Madde bağımlılığı maalesef kronik ilerleyen, biyopsikososyal ciddi sonuçları olan, bununla birlikte tedavi edilebilen bir beyin hastalığıdır

Özellikle müdahale edilmediğinde yaşam boyu devam etmektedir. Tedavi süreci yukarıda sayılan risk faktörlerini de göz önünde bulundurarak planlanmalıdır. Bu bağlamda süreç çocuk ve ergenin ailesini, sosyal çevresini ve varsa mevcut diğer psikopatolojilerini de kapsayacak şekilde planlanmalıdır. Bu süreçle ilgili geliştirilmiş ayaktan tedavi programları mevcuttur. Tedavi programlarının içeriğinde psikoeğitime, ilaç tedavisine, bilişsel-davranışsal müdahalelere ve aile müdahalelerine yer verilmektedir. Ayaktan tedavi süreci ile başarıya ulaşılamadığı veya kişinin ayaktan tedavi süreçlerine dahil olmakta zorlandığı durumlarda yataklı tedavi programları da denenebilmektedir. Böylece süreç yapılandırılmış ortamlarda yürütülmekte ve daha sonra bireylerin süreci kendi bireysel ortamlarına taşıyabilmesi adına çalışmalar yapılmaktadır. Bu kapsamda tedavi süreci için önemli bir zaman ve efor ayırmak gerektiği ortadadır. Tüm bunlar göz önünde bulundurulduğunda en başta madde kullanım bozukluğunun gelişmesini önleyici düzenlemeler yapmanın ne kadar kıymetli olduğu da göze çarpmaktadır.


 
1.           Kumra S, Kranzler H, Gerbino-Rosen G, Kester HM, De Thomas C, Kafantaris V, et al. Clozapine and ‘High-Dose’ Olanzapine in Refractory Early-Onset Schizophrenia: A 12-Week Randomized and Double-Blind Comparison.
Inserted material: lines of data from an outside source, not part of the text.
//! Query evaluation over a live registry

use std::sync::atomic::{AtomicBool, Ordering};
use std::sync::Arc;
use std::thread;
use std::time::Duration;

use chrono::{TimeZone, Utc};

use traffic_schedule::{
    ConvexShape, InlineRequesterFactory, NullTransport, ParticipantDescription, ParticipantId,
    ParticipantRegistry, Participants, Profile, Query, QueryEngine, QueryResult, Region,
    ScheduleConfig, ScheduleMirror, Segment, ShapeContext, Space, Time, Trajectory,
};

fn t(secs: i64) -> Time {
    Utc.timestamp_opt(secs, 0).unwrap()
}

/// Straight line along y = `lane` on `map`
fn path(map: &str, lane: f64, times: &[i64]) -> Trajectory {
    let mut trajectory = Trajectory::new(map).with_profile(0, Profile::new(0));
    for (i, secs) in times.iter().enumerate() {
        trajectory = trajectory.with_segment(Segment::new(
            t(*secs),
            [i as f64 * 10.0, lane, 0.0],
            [1.0, 0.0, 0.0],
            0,
        ));
    }
    trajectory
}

fn shapes() -> ShapeContext {
    let mut shapes = ShapeContext::new();
    shapes.insert(ConvexShape::Circle { radius: 0.5 });
    shapes
}

fn registry() -> ParticipantRegistry {
    ParticipantRegistry::new(ScheduleConfig::default(), Arc::new(NullTransport))
        .unwrap()
        .with_shapes(shapes())
}

fn register(registry: &ParticipantRegistry, name: &str) -> ParticipantId {
    registry
        .register(ParticipantDescription::new(name, "fleet", "L1", 0))
        .unwrap()
}

fn ids(results: &[QueryResult]) -> Vec<ParticipantId> {
    results.iter().map(|r| r.participant).collect()
}

/// Three robots: `a` on L1 early, `b` on L1 late, `c` on L2
fn populated() -> (ParticipantRegistry, [ParticipantId; 3]) {
    let registry = registry();
    let a = register(&registry, "a");
    let b = register(&registry, "b");
    let c = register(&registry, "c");
    registry.set(a, vec![path("L1", 0.0, &[0, 10])]).unwrap();
    registry
        .set(b, vec![path("L1", 5.0, &[20, 30]), path("L1", 5.0, &[40, 50])])
        .unwrap();
    registry.set(c, vec![path("L2", 0.0, &[0, 10])]).unwrap();
    (registry, [a, b, c])
}

#[test]
fn test_include_and_exclude_partition_participants() {
    let (registry, [a, b, c]) = populated();
    let engine = QueryEngine::with_bounding_circles(registry.shapes());

    let include = Query::everything().with_participants(Participants::include([c, a]));
    let exclude = Query::everything().with_participants(Participants::exclude([c, a]));
    assert_eq!(ids(&engine.evaluate(&include, &registry)), vec![a, c]);
    assert_eq!(ids(&engine.evaluate(&exclude, &registry)), vec![b]);
}

#[test]
fn test_timespan_overlap_is_inclusive() {
    let (registry, [a, b, _]) = populated();
    let engine = QueryEngine::with_bounding_circles(registry.shapes());

    let touching = Query::timespan(["L1"], Some(t(10)), Some(t(20)));
    let results = engine.evaluate(&touching, &registry);
    assert_eq!(ids(&results), vec![a, b]);
    assert_eq!(results[1].trajectories.len(), 1);

    let open_lower = Query::timespan(["L1"], None, Some(t(5)));
    assert_eq!(ids(&engine.evaluate(&open_lower, &registry)), vec![a]);

    let gap = Query::timespan(["L1"], Some(t(31)), Some(t(39)));
    assert!(engine.evaluate(&gap, &registry).is_empty());
}

#[test]
fn test_regions_select_by_lane() {
    let (registry, [_, b, _]) = populated();
    let engine = QueryEngine::with_bounding_circles(registry.shapes());

    let lane_b = Region::new("L1", vec![Space::new(0, [5.0, 5.0, 0.0])]);
    let results = engine.evaluate(&Query::regions(vec![lane_b.clone()]), &registry);
    assert_eq!(ids(&results), vec![b]);
    assert_eq!(results[0].trajectories.len(), 2);

    let late = lane_b.with_lower_time_bound(t(35));
    let results = engine.evaluate(&Query::regions(vec![late]), &registry);
    assert_eq!(results[0].trajectories.len(), 1);
}

#[test]
fn test_after_reports_changed_participants() {
    let (registry, [a, b, c]) = populated();
    let engine = QueryEngine::with_bounding_circles(registry.shapes());
    registry.extend(b, vec![path("L1", 5.0, &[60, 70])]).unwrap();

    assert_eq!(ids(&engine.evaluate(&Query::after(1), &registry)), vec![b]);
    assert_eq!(ids(&engine.evaluate(&Query::after(0), &registry)), vec![a, b, c]);

    let lane_a = Region::new("L1", vec![Space::new(0, [0.0, 0.0, 0.0])]);
    assert!(engine
        .evaluate(&Query::after_in_regions(1, vec![lane_a]), &registry)
        .is_empty());
}

#[test]
fn test_mirror_answers_like_source() {
    let (registry, participants) = populated();
    let mirror = ScheduleMirror::new(InlineRequesterFactory);
    for id in participants {
        mirror.mirror_participant(
            id,
            registry.description(id).unwrap().as_ref().clone(),
            registry.rectifier(id).unwrap(),
        );
        for change in registry.log(id).unwrap().retained_changes() {
            mirror.ingest(id, change.as_ref().clone()).unwrap();
        }
    }

    let engine = QueryEngine::with_bounding_circles(registry.shapes());
    let query = Query::timespan(["L1", "L2"], Some(t(0)), Some(t(25)));
    assert_eq!(engine.evaluate(&query, &mirror), engine.evaluate(&query, &registry));
}

#[test]
fn test_mutating_one_participant_does_not_block_queries_of_another() {
    let (registry, [a, b, _]) = populated();
    let registry = Arc::new(registry);
    let engine = QueryEngine::with_bounding_circles(registry.shapes());
    let done = AtomicBool::new(false);

    thread::scope(|scope| {
        let writer = scope.spawn(|| {
            let mut count = 0;
            loop {
                registry
                    .set(a, vec![path("L1", 0.0, &[count, count + 1])])
                    .unwrap();
                count += 1;
                if done.load(Ordering::Acquire) {
                    break count;
                }
            }
        });

        let query = Query::everything().with_participants(Participants::include([b]));
        for _ in 0..1000 {
            let results = engine.evaluate(&query, registry.as_ref());
            assert_eq!(ids(&results), vec![b]);
            assert_eq!(results[0].trajectories.len(), 2);
        }
        thread::sleep(Duration::from_millis(1));
        done.store(true, Ordering::Release);

        let writes = writer.join().unwrap();
        assert!(writes > 0);
    });

    // Every write to `a` landed as its own version
    let log = registry.log(a).unwrap();
    assert_eq!(log.current_itinerary().itinerary.len(), 1);
    assert!(log.version() > 1);
}
//! Participant registry
//!
//! Owns participant identity, descriptions and the authoritative itinerary
//! log of every registered participant. The map lock is only held to look
//! up, insert or remove handles; all itinerary work happens on the log.

use std::collections::BTreeMap;
use std::ops::Range;
use std::sync::atomic::{AtomicU64, Ordering};
use std::sync::{Arc, PoisonError, RwLock};
use std::time::Duration;

use serde::{Deserialize, Serialize};
use uuid::Uuid;

use crate::config::ScheduleConfig;
use crate::error::{Result, ScheduleError};
use crate::geometry::{ShapeContext, ShapeId};
use crate::itinerary::{ItineraryLog, ItinerarySnapshot};
use crate::query::{ItinerarySource, ParticipantPatch, Patch, Query, QueryEngine};
use crate::rectification::Rectifier;
use crate::trajectory::{Time, Trajectory};
use crate::transport::ChangeTransport;
use crate::version::{ItineraryVersion, ParticipantId, ScheduleClock, ScheduleVersion};

/// How a participant reacts to schedule negotiation
#[derive(Clone, Copy, Debug, PartialEq, Eq, Serialize, Deserialize)]
pub enum Responsiveness {
    Invalid,
    /// Follows its itinerary but never adjusts it for others
    Unresponsive,
    Responsive,
}

/// Immutable description supplied at registration
#[derive(Clone, Debug, PartialEq, Serialize, Deserialize)]
pub struct ParticipantDescription {
    pub name: String,
    pub owner: String,
    pub responsiveness: Responsiveness,
    pub map: String,
    pub footprint: ShapeId,
    pub vicinity: ShapeId,
}

impl ParticipantDescription {
    /// A responsive participant whose vicinity is its footprint
    pub fn new(
        name: impl Into<String>,
        owner: impl Into<String>,
        map: impl Into<String>,
        footprint: ShapeId,
    ) -> Self {
        Self {
            name: name.into(),
            owner: owner.into(),
            responsiveness: Responsiveness::Responsive,
            map: map.into(),
            footprint,
            vicinity: footprint,
        }
    }

    pub fn with_responsiveness(mut self, responsiveness: Responsiveness) -> Self {
        self.responsiveness = responsiveness;
        self
    }

    pub fn with_vicinity(mut self, vicinity: ShapeId) -> Self {
        self.vicinity = vicinity;
        self
    }

    pub fn validate(&self, shapes: &ShapeContext) -> Result<()> {
        if self.name.is_empty() {
            return Err(ScheduleError::InvalidDescription(
                "participant name is empty".to_string(),
            ));
        }
        if self.map.is_empty() {
            return Err(ScheduleError::InvalidDescription(format!(
                "participant {} has no map",
                self.name
            )));
        }
        if self.responsiveness == Responsiveness::Invalid {
            return Err(ScheduleError::InvalidDescription(format!(
                "participant {} has invalid responsiveness",
                self.name
            )));
        }
        for (role, shape) in [("footprint", self.footprint), ("vicinity", self.vicinity)] {
            if !shapes.contains(shape) {
                return Err(ScheduleError::InvalidDescription(format!(
                    "participant {} references unknown {} shape {}",
                    self.name, role, shape
                )));
            }
        }
        Ok(())
    }
}

#[derive(Clone)]
struct ParticipantEntry {
    description: Arc<ParticipantDescription>,
    log: Arc<ItineraryLog>,
}

/// The authoritative schedule: every registered participant and its log
pub struct ParticipantRegistry {
    config: ScheduleConfig,
    shapes: Arc<ShapeContext>,
    clock: Arc<ScheduleClock>,
    transport: Arc<dyn ChangeTransport>,
    next_id: AtomicU64,
    participants: RwLock<BTreeMap<ParticipantId, ParticipantEntry>>,
}

impl ParticipantRegistry {
    pub fn new(config: ScheduleConfig, transport: Arc<dyn ChangeTransport>) -> Result<Self> {
        config.validate()?;
        Ok(Self {
            config,
            shapes: Arc::new(ShapeContext::new()),
            clock: Arc::new(ScheduleClock::new()),
            transport,
            next_id: AtomicU64::new(0),
            participants: RwLock::new(BTreeMap::new()),
        })
    }

    /// Use `shapes` as the shape context participants are checked against
    pub fn with_shapes(mut self, shapes: ShapeContext) -> Self {
        self.shapes = Arc::new(shapes);
        self
    }

    pub fn config(&self) -> &ScheduleConfig {
        &self.config
    }

    pub fn shapes(&self) -> Arc<ShapeContext> {
        Arc::clone(&self.shapes)
    }

    pub fn schedule_version(&self) -> ScheduleVersion {
        self.clock.latest()
    }

    /// Register a participant and create its empty itinerary log
    pub fn register(&self, description: ParticipantDescription) -> Result<ParticipantId> {
        description.validate(&self.shapes)?;

        let id = self.next_id.fetch_add(1, Ordering::Relaxed);
        let log = Arc::new(ItineraryLog::new(
            id,
            Arc::clone(&self.clock),
            Arc::clone(&self.transport),
            &self.config,
        ));

        log::info!(
            "Registered participant {} ({} owned by {})",
            id,
            description.name,
            description.owner
        );
        self.participants
            .write()
            .unwrap_or_else(PoisonError::into_inner)
            .insert(
                id,
                ParticipantEntry {
                    description: Arc::new(description),
                    log,
                },
            );
        Ok(id)
    }

    /// Remove a participant. Outstanding rectifiers for it start failing.
    pub fn unregister(&self, id: ParticipantId) -> Result<()> {
        let entry = self
            .participants
            .write()
            .unwrap_or_else(PoisonError::into_inner)
            .remove(&id)
            .ok_or(ScheduleError::UnknownParticipant(id))?;
        entry.log.retire();
        log::info!("Unregistered participant {} ({})", id, entry.description.name);
        Ok(())
    }

    pub fn description(&self, id: ParticipantId) -> Result<Arc<ParticipantDescription>> {
        Ok(self.entry(id)?.description)
    }

    pub fn log(&self, id: ParticipantId) -> Result<Arc<ItineraryLog>> {
        Ok(self.entry(id)?.log)
    }

    pub fn participant_ids(&self) -> Vec<ParticipantId> {
        self.participants
            .read()
            .unwrap_or_else(PoisonError::into_inner)
            .keys()
            .copied()
            .collect()
    }

    pub fn rectifier(&self, id: ParticipantId) -> Result<Rectifier> {
        Ok(self.log(id)?.rectifier())
    }

    pub fn set(&self, id: ParticipantId, trajectories: Vec<Trajectory>) -> Result<ItineraryVersion> {
        self.log(id)?.set(trajectories)
    }

    pub fn extend(&self, id: ParticipantId, trajectories: Vec<Trajectory>) -> Result<ItineraryVersion> {
        self.log(id)?.extend(trajectories)
    }

    pub fn delay(&self, id: ParticipantId, from: Time, duration: Duration) -> Result<ItineraryVersion> {
        self.log(id)?.delay(from, duration)
    }

    pub fn erase(&self, id: ParticipantId, range: Range<usize>) -> Result<ItineraryVersion> {
        self.log(id)?.erase(range)
    }

    pub fn replace(
        &self,
        id: ParticipantId,
        range: Range<usize>,
        trajectories: Vec<Trajectory>,
    ) -> Result<ItineraryVersion> {
        self.log(id)?.replace(range, trajectories)
    }

    pub fn cull(&self, id: ParticipantId, before: Time) -> Result<ItineraryVersion> {
        self.log(id)?.cull(before)
    }

    /// Cull every participant. Returns how many itineraries changed.
    pub fn cull_all(&self, before: Time) -> usize {
        let logs: Vec<Arc<ItineraryLog>> = self
            .participants
            .read()
            .unwrap_or_else(PoisonError::into_inner)
            .values()
            .map(|entry| Arc::clone(&entry.log))
            .collect();

        let mut culled = 0;
        for log in logs {
            let before_version = log.version();
            match log.cull(before) {
                Ok(version) if version != before_version => culled += 1,
                Ok(_) => {}
                // Unregistered while culling
                Err(e) => log::debug!("Skipping cull of participant {}: {}", log.participant(), e),
            }
        }
        if culled > 0 {
            log::info!("Culled trajectories finishing before {} from {} participant(s)", before, culled);
        }
        culled
    }

    /// Record a mirror's acknowledgement for retention purposes
    pub fn acknowledge(&self, id: ParticipantId, mirror: Uuid, version: ItineraryVersion) -> Result<bool> {
        Ok(self.log(id)?.acknowledge(mirror, version))
    }

    /// Drop `mirror`'s watermark from every log
    pub fn forget_mirror(&self, mirror: &Uuid) {
        let logs: Vec<Arc<ItineraryLog>> = self
            .participants
            .read()
            .unwrap_or_else(PoisonError::into_inner)
            .values()
            .map(|entry| Arc::clone(&entry.log))
            .collect();
        for log in logs {
            log.forget_mirror(mirror);
        }
    }

    /// Changes made after schedule version `after` by the participants
    /// matching `query`, with region overlap tested by bounding circles.
    /// Pass 0 to fetch everything.
    pub fn changes(&self, query: &Query, after: ScheduleVersion) -> Patch {
        self.changes_with(&QueryEngine::with_bounding_circles(self.shapes()), query, after)
    }

    /// Like `changes`, evaluating `query` with `engine`.
    ///
    /// Participants are selected by their current itinerary, so one whose
    /// trajectories no longer match the spacetime filter is left out even
    /// if it changed.
    pub fn changes_with(&self, engine: &QueryEngine, query: &Query, after: ScheduleVersion) -> Patch {
        let latest_version = self.schedule_version();
        let mut participants = Vec::new();
        for result in engine.evaluate(query, self) {
            let Ok(log) = self.log(result.participant) else {
                continue;
            };
            let changes = log.changes_after(after);
            if !changes.is_empty() {
                participants.push(ParticipantPatch {
                    participant: result.participant,
                    changes,
                });
            }
        }

        let patch = Patch {
            participants,
            latest_version,
        };
        log::debug!(
            "Patch after schedule version {}: {} change(s) from {} participant(s)",
            after,
            patch.change_count(),
            patch.participants.len()
        );
        patch
    }

    fn entry(&self, id: ParticipantId) -> Result<ParticipantEntry> {
        self.participants
            .read()
            .unwrap_or_else(PoisonError::into_inner)
            .get(&id)
            .cloned()
            .ok_or(ScheduleError::UnknownParticipant(id))
    }
}

impl ItinerarySource for ParticipantRegistry {
    fn participant_ids(&self) -> Vec<ParticipantId> {
        ParticipantRegistry::participant_ids(self)
    }

    fn snapshot(&self, id: ParticipantId) -> Option<ItinerarySnapshot> {
        self.log(id).ok().map(|log| log.current_itinerary())
    }
}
Biological Psychiatry 2008; vol. 63, no. 5, pp. 524–529.
2.           Jordan CJ, Andersen SL. Sensitive periods of substance abuse: Early risk for the transition to dependence.  Developmental Cognitive Neuroscience 2017; vol. 25. pp. 29–44.
3.         Ögel K, Yücel H, Aksoy A. İstanbul’da sokakta yaşayan çocukların özellikleri. Yeniden Bilim Araştırma Raporları 2004; İstanbul Yayın no 7.